> _Supplied information_
------------------------------------------------------------

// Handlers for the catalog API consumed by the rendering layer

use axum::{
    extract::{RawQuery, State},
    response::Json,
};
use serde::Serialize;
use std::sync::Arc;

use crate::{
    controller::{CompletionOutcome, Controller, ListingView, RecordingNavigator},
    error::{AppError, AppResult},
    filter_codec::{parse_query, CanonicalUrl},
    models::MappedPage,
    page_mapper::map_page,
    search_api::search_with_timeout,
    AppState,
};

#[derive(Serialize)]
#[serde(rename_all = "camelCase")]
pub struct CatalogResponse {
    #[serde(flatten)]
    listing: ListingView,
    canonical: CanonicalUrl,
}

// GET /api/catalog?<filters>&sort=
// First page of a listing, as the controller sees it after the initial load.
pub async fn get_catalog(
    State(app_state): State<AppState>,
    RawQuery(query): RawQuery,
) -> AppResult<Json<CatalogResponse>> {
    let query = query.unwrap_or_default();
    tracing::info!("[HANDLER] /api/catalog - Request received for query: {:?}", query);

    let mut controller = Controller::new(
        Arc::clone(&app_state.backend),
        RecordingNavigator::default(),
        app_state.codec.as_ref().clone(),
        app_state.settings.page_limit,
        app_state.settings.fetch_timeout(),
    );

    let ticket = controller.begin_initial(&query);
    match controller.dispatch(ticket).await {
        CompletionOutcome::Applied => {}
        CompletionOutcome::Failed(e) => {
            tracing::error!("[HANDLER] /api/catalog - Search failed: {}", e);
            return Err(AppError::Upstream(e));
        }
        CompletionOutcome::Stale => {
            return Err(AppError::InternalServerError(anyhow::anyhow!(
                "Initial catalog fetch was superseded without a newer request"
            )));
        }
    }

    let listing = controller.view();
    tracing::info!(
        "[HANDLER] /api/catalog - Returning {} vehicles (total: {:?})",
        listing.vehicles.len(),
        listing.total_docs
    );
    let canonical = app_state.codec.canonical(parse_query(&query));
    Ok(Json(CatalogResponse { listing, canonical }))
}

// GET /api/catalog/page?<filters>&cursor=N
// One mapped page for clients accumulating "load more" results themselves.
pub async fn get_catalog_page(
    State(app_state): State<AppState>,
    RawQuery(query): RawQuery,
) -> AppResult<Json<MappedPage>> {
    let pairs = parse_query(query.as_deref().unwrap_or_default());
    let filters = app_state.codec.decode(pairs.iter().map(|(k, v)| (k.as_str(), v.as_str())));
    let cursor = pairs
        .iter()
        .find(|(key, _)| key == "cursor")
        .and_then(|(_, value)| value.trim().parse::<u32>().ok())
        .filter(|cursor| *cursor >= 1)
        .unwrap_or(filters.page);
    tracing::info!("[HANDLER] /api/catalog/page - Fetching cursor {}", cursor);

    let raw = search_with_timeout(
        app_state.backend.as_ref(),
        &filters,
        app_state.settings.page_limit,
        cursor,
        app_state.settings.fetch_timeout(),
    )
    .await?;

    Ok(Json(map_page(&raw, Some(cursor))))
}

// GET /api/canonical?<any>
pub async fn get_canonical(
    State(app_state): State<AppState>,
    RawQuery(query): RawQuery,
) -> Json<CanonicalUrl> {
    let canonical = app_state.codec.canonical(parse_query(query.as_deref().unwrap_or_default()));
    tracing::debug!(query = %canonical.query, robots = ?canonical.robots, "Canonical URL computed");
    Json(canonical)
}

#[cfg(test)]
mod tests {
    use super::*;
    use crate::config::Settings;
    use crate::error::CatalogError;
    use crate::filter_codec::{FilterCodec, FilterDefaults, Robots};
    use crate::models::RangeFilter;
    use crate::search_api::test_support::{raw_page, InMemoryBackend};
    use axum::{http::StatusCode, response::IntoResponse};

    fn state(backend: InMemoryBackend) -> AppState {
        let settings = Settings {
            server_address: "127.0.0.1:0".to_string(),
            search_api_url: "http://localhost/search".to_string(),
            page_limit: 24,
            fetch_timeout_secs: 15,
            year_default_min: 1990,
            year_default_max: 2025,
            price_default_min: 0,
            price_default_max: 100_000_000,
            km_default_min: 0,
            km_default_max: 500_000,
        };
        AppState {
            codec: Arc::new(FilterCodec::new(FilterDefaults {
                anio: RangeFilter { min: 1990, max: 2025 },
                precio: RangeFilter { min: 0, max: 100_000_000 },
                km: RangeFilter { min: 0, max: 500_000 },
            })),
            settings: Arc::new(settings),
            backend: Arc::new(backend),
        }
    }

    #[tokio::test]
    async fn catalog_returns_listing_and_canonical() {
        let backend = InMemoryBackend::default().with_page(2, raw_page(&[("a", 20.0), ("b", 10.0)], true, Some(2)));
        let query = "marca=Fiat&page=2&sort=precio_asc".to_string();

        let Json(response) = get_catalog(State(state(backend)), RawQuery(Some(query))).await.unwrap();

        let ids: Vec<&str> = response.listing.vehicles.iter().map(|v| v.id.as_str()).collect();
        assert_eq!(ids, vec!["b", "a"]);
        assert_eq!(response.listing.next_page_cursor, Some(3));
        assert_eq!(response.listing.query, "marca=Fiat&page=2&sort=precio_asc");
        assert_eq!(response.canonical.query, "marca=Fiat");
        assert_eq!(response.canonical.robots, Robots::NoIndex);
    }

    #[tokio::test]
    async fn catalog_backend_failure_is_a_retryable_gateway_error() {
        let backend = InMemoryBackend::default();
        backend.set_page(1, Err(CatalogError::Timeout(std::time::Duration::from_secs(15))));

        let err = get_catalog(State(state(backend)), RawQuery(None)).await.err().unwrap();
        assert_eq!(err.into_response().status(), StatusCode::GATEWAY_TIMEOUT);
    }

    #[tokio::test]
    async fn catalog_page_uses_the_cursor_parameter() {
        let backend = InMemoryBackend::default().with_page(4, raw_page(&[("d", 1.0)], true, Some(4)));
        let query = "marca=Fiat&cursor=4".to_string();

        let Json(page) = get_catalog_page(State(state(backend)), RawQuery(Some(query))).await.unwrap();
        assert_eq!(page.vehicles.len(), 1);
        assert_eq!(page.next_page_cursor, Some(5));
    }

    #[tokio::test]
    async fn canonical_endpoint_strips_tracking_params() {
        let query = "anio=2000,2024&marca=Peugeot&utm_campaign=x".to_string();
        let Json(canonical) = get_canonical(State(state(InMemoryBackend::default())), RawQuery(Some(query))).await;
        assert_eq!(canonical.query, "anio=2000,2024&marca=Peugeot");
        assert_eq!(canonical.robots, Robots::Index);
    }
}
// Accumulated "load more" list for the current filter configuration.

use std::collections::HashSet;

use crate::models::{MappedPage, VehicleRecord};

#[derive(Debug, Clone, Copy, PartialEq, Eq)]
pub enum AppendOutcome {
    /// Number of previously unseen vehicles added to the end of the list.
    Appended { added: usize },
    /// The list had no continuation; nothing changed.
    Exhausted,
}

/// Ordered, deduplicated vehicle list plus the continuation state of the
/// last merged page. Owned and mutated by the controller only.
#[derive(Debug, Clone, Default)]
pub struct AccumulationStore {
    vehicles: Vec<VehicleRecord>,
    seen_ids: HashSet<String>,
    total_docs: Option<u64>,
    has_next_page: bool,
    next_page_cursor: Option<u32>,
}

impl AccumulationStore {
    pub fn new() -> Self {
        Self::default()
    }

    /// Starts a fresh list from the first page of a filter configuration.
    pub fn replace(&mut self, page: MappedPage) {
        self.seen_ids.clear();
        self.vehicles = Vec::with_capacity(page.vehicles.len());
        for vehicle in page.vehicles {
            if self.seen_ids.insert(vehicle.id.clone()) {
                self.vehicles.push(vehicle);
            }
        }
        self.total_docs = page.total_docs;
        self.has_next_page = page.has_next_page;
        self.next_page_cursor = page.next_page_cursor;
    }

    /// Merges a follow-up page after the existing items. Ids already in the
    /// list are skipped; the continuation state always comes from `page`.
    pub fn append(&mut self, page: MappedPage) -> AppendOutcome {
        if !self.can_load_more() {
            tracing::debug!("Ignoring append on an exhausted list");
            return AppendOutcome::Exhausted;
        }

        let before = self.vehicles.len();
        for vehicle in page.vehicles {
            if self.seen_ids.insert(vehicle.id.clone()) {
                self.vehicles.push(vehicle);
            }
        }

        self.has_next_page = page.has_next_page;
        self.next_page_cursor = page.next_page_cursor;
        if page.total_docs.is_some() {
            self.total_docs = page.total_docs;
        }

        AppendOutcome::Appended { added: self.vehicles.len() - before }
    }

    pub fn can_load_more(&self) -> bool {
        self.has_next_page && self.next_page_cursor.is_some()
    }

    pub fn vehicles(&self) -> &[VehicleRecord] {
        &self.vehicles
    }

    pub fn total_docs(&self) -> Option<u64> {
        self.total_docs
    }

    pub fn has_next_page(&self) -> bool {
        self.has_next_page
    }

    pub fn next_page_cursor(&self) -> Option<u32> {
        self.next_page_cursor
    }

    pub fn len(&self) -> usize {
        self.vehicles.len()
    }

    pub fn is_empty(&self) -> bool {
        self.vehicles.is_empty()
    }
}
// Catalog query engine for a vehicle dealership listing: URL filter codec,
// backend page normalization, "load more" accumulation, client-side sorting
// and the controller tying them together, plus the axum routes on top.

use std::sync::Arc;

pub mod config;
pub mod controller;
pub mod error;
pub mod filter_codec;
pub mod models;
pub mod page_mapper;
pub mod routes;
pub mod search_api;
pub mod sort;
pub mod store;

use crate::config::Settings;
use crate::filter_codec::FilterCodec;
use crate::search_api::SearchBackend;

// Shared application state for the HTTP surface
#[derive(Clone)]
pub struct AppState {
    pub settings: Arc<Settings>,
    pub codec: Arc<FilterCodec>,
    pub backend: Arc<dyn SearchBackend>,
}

------------------------------------------------------------

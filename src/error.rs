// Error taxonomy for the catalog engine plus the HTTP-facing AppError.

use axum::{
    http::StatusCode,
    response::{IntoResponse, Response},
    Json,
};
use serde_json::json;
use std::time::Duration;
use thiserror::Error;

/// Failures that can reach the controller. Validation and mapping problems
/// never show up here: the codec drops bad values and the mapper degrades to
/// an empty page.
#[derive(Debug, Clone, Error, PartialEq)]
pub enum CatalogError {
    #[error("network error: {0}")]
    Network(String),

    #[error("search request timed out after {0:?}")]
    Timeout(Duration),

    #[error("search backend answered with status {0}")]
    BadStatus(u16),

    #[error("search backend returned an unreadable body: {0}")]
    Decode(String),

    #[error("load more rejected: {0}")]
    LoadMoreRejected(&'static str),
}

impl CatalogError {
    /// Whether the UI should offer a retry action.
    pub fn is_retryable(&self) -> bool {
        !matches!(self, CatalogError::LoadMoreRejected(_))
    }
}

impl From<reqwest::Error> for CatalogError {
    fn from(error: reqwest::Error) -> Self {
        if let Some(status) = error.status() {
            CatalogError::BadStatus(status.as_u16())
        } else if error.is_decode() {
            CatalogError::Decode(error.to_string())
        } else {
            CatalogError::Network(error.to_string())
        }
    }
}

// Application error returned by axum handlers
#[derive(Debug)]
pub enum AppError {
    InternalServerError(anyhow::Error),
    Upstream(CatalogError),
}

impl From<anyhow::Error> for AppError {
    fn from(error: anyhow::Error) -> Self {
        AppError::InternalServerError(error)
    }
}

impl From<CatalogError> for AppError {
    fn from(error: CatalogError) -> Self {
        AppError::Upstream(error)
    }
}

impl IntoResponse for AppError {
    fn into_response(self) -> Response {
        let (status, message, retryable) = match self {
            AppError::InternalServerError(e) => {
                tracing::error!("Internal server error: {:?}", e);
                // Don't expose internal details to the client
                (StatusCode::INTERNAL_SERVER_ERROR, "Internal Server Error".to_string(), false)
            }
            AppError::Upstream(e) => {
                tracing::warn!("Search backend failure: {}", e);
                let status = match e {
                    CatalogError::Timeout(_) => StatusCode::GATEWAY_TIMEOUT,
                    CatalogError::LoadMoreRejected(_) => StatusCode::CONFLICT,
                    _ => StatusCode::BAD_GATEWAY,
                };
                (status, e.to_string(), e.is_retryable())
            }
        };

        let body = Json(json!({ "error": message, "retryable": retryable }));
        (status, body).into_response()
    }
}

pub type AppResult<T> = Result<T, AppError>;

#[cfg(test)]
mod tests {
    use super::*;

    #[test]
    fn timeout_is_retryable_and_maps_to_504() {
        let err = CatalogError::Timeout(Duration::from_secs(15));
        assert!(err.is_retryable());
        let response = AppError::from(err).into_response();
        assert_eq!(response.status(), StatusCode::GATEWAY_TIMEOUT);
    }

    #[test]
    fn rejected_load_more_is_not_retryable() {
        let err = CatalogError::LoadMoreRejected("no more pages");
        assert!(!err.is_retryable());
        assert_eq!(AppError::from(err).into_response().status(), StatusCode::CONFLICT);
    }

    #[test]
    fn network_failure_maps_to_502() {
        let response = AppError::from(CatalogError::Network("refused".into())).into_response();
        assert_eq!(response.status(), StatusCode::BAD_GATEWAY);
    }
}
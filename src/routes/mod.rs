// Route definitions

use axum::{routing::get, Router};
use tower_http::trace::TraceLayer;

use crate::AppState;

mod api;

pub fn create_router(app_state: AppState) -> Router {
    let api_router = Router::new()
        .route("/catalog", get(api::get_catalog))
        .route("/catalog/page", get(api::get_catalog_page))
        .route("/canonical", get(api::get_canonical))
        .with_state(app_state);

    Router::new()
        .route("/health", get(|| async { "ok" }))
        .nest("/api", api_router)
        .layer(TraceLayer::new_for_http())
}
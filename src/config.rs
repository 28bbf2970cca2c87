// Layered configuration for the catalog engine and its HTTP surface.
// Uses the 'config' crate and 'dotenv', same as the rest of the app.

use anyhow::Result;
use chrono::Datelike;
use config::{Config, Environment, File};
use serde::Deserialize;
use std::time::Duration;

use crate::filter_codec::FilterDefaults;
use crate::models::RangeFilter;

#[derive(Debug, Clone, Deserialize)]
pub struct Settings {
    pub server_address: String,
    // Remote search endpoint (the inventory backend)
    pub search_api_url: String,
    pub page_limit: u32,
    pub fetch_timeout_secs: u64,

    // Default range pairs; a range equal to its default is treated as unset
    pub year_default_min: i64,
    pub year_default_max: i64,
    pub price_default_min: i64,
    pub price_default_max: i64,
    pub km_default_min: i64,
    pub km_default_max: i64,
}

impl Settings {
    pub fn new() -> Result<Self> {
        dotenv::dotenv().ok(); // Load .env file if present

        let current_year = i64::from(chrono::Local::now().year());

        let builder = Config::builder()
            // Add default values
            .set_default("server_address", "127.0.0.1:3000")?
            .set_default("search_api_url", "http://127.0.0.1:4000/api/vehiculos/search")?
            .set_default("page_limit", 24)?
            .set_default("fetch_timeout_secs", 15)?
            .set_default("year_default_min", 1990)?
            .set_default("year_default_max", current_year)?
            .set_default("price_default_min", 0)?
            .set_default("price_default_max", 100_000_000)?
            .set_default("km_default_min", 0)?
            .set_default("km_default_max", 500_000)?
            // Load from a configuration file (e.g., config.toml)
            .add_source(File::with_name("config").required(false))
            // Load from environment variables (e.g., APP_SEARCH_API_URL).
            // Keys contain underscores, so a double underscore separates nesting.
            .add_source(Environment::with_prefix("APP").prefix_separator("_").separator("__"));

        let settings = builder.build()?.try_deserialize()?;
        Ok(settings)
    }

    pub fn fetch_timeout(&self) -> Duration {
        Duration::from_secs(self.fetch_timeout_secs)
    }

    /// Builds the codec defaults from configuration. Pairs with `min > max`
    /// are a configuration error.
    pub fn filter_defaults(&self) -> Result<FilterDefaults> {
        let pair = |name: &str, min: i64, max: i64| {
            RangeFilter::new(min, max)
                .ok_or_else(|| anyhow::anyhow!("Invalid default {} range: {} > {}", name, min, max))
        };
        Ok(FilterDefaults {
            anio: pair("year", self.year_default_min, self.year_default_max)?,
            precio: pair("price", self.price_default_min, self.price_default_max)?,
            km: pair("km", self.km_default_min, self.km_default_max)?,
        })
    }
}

------------------------------------------------------------

> _Task instructions_
Return the span of lines in the data above that opens at the line with "its HTTP surface." and closes at the line with "use crate::filter_codec::FilterDefaults;", exactly, ends included, nothing else.

> _Task solution_
// Layered configuration for the catalog engine and its HTTP surface.
// Uses the 'config' crate and 'dotenv', same as the rest of the app.

use anyhow::Result;
use chrono::Datelike;
use config::{Config, Environment, File};
use serde::Deserialize;
use std::time::Duration;

use crate::filter_codec::FilterDefaults;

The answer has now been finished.